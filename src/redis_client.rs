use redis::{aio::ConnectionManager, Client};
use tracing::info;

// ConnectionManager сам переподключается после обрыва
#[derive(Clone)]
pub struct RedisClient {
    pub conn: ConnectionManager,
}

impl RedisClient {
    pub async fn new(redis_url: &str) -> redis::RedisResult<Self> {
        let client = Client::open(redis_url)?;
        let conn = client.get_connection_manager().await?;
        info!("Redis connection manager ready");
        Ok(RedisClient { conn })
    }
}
_____
Every entry above should come back exactly as written.

- **Result of the task**:
filename src/redis_client.rs
use redis::{aio::ConnectionManager, Client};
use tracing::info;

// ConnectionManager сам переподключается после обрыва
#[derive(Clone)]
pub struct RedisClient {
    pub conn: ConnectionManager,
}

impl RedisClient {
    pub async fn new(redis_url: &str) -> redis::RedisResult<Self> {
        let client = Client::open(redis_url)?;
        let conn = client.get_connection_manager().await?;
        info!("Redis connection manager ready");
        Ok(RedisClient { conn })
    }
}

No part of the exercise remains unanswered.